→ WHAT TO DO:
Look for "Manufacturing" in the records and copy every line that has it.

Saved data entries
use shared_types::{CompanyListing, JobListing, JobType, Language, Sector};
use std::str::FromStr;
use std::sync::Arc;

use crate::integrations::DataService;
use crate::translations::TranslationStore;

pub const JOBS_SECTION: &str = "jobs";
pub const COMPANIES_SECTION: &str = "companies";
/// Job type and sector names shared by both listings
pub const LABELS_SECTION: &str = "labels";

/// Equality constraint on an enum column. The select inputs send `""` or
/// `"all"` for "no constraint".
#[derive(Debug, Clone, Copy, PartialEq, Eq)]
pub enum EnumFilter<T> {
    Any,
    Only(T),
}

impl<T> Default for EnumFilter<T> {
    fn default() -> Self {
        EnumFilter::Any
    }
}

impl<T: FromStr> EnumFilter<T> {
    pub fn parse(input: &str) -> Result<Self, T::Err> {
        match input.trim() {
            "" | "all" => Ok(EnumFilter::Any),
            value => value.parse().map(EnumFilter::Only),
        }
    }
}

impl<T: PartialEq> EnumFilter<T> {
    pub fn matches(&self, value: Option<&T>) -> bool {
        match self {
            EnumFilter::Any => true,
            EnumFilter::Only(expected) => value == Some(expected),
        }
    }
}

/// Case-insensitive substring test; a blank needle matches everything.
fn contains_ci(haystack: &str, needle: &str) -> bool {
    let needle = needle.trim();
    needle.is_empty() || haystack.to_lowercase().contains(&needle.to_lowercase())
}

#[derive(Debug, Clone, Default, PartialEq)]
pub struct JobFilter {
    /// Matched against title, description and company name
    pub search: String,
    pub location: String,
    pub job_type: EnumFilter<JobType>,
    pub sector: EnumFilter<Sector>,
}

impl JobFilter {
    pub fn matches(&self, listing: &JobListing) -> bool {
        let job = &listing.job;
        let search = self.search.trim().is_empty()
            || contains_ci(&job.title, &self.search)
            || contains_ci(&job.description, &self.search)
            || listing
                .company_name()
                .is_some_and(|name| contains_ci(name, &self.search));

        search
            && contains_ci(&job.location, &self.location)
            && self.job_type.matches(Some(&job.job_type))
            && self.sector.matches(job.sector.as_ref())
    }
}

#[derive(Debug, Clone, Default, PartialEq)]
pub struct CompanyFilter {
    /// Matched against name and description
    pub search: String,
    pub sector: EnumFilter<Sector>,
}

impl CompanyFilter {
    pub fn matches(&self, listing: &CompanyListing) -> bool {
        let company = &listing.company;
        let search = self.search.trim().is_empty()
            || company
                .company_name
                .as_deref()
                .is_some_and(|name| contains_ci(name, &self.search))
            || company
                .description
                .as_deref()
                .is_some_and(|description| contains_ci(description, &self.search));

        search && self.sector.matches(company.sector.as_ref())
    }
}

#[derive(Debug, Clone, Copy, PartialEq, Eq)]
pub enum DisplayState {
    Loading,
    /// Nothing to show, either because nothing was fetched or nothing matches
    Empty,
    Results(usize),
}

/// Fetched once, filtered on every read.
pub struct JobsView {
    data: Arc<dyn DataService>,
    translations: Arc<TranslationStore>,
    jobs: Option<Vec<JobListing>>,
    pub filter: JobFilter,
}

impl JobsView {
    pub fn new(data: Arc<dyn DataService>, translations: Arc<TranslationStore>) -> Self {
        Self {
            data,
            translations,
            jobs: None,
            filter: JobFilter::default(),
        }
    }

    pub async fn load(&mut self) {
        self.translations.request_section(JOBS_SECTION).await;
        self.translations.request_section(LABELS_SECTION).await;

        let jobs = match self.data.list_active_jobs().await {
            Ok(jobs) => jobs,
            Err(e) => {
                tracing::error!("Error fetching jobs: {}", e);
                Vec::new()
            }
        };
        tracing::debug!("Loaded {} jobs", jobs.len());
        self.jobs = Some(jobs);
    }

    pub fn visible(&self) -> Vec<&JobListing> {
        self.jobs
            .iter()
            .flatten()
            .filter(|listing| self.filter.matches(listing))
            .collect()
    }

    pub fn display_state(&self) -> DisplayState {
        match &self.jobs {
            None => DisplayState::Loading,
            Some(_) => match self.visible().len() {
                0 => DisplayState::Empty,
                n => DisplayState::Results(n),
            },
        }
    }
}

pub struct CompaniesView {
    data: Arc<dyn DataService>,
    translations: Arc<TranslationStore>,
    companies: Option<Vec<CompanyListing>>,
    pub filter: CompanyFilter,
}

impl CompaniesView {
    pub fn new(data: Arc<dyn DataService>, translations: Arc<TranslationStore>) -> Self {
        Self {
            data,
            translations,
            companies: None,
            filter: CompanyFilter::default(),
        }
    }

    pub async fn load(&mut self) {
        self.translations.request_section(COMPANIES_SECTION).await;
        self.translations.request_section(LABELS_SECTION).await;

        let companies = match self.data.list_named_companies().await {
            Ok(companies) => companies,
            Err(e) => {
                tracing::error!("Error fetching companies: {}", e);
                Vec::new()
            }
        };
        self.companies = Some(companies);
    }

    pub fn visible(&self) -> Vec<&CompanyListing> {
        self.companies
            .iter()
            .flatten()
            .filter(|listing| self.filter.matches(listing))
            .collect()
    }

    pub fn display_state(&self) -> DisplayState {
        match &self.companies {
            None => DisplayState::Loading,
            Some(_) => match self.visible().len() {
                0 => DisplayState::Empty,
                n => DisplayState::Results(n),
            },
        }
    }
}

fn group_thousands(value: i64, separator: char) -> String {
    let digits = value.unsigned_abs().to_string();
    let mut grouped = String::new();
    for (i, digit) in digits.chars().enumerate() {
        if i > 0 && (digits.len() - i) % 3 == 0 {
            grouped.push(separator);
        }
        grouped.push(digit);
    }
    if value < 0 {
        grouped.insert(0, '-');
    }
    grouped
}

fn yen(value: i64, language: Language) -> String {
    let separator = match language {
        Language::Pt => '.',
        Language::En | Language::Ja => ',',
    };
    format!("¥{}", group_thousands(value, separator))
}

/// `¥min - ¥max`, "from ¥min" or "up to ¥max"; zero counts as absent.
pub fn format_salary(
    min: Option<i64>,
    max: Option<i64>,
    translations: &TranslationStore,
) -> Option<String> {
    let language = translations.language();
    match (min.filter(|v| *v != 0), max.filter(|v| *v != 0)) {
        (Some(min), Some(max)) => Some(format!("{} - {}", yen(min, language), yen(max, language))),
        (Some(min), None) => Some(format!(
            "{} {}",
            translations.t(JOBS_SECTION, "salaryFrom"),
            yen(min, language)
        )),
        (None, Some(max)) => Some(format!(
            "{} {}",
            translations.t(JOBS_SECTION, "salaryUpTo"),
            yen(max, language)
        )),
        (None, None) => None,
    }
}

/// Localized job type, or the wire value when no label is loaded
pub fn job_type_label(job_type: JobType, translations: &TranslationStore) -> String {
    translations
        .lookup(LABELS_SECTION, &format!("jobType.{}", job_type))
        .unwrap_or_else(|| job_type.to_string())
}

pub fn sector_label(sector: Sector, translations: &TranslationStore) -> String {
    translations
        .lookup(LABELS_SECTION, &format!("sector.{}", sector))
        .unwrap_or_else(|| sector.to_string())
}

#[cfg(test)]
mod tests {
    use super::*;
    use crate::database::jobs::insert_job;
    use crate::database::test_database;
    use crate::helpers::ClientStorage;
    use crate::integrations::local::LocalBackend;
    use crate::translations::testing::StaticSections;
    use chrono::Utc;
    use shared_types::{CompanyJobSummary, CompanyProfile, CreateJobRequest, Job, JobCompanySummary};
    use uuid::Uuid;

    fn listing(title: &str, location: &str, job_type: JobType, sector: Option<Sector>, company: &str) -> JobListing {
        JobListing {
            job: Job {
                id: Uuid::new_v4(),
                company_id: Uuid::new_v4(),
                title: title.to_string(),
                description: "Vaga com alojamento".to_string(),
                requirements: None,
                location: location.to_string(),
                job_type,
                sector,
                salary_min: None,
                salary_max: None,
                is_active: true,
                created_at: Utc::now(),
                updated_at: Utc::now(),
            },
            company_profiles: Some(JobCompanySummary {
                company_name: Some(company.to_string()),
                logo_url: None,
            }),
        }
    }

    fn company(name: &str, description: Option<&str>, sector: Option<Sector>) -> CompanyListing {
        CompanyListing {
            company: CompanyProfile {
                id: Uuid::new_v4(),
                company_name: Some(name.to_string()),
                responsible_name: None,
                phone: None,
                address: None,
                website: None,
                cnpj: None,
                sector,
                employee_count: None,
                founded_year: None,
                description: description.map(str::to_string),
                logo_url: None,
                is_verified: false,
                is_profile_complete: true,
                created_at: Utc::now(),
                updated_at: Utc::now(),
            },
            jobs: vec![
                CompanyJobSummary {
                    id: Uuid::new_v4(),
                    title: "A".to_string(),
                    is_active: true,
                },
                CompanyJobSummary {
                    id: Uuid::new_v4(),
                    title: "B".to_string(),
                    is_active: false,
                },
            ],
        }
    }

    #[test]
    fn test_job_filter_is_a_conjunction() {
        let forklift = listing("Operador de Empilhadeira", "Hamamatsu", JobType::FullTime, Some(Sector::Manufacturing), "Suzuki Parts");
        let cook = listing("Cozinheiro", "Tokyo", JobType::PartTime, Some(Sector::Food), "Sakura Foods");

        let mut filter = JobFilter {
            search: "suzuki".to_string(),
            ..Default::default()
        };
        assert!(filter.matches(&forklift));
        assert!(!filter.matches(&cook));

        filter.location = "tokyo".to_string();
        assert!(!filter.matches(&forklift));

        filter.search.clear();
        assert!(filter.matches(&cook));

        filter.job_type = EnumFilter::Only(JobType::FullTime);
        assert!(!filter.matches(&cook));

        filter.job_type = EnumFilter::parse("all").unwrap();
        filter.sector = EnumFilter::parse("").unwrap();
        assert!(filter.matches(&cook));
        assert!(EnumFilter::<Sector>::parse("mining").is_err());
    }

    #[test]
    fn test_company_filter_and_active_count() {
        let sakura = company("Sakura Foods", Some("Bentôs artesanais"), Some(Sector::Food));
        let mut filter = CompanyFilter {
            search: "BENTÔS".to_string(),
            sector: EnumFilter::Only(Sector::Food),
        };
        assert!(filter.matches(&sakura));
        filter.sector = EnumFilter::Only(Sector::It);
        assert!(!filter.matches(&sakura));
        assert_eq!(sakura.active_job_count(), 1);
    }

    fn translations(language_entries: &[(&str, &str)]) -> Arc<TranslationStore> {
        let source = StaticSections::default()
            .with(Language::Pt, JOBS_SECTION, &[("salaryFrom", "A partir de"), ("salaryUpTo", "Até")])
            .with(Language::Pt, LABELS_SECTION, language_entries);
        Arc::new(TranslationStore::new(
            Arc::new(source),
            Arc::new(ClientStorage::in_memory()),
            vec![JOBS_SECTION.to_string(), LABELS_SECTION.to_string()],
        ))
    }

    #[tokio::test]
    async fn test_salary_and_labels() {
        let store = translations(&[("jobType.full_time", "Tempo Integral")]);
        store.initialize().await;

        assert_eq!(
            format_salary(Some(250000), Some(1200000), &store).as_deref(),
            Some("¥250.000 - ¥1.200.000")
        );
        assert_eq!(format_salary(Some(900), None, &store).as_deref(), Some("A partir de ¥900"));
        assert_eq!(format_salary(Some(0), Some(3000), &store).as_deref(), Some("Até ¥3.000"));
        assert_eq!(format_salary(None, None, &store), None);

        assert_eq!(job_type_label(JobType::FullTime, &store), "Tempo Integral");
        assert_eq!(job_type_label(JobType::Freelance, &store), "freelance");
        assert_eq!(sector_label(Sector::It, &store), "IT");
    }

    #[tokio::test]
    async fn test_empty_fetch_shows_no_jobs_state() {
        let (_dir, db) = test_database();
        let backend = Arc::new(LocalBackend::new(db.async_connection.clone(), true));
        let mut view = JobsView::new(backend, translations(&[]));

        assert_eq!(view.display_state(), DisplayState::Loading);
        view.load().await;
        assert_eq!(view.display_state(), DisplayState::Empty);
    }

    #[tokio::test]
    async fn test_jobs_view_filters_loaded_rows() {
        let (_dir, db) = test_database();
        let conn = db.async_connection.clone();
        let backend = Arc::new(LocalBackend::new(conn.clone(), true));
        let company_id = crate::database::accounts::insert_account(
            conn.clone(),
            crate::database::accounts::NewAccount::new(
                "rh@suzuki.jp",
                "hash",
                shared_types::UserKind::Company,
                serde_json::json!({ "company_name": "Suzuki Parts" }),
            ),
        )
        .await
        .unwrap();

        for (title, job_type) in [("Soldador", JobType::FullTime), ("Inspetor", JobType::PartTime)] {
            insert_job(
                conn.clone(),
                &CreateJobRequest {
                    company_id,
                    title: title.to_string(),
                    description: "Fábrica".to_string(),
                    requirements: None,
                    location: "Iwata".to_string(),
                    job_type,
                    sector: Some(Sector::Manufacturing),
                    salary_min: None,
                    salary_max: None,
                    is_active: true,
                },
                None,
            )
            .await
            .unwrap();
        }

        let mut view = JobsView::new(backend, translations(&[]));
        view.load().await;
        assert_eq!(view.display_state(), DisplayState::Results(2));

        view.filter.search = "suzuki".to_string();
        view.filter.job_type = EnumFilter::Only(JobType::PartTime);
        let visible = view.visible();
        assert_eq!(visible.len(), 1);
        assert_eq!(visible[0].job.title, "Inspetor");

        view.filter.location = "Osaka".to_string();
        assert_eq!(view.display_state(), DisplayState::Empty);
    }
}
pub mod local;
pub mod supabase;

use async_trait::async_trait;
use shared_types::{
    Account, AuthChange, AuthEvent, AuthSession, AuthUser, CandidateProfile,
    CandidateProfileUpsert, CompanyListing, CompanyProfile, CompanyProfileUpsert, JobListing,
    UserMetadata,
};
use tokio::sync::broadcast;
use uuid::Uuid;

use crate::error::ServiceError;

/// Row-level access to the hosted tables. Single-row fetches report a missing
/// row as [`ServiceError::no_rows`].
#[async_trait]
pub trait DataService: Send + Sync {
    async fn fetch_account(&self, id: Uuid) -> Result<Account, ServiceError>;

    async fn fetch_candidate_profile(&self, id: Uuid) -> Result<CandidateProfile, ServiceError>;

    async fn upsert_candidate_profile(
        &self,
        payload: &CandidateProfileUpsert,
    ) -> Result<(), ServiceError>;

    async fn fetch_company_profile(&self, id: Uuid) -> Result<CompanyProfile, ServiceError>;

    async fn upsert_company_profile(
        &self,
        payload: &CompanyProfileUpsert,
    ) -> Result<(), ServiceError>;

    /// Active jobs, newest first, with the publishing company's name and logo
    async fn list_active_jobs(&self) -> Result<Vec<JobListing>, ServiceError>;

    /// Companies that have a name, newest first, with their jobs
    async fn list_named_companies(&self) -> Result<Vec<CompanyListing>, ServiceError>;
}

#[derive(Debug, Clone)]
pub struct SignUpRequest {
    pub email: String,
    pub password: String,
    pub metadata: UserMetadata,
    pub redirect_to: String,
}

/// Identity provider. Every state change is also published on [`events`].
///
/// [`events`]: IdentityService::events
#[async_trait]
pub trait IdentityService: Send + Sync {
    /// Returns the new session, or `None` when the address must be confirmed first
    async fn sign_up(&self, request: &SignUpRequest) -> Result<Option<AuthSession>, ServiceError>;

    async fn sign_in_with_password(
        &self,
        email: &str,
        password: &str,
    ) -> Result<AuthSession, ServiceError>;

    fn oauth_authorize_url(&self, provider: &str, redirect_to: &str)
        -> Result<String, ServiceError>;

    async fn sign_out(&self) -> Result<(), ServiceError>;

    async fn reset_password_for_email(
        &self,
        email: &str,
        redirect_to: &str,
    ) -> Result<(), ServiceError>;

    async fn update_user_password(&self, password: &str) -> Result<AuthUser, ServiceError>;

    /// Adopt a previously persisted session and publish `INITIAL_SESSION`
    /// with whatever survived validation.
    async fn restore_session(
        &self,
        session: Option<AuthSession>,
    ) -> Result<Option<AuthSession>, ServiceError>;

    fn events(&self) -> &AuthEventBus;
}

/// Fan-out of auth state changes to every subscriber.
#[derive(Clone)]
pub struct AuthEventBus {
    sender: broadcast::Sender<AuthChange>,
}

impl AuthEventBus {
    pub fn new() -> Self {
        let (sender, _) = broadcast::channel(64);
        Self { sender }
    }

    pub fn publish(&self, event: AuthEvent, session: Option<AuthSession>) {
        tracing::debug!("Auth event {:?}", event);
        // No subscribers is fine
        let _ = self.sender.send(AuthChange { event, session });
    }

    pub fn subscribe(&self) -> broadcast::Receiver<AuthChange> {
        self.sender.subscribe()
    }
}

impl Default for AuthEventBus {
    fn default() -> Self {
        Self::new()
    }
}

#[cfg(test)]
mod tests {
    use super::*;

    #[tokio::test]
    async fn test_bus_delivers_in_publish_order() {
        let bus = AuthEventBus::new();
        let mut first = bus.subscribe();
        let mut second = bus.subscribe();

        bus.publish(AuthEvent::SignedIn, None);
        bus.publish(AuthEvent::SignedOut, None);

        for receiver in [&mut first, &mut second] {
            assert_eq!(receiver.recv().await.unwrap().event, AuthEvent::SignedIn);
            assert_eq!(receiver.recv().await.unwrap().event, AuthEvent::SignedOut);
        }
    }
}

→ YOUR RESPONSE:
        let forklift = listing("Operador de Empilhadeira", "Hamamatsu", JobType::FullTime, Some(Sector::Manufacturing), "Suzuki Parts");
                    sector: Some(Sector::Manufacturing),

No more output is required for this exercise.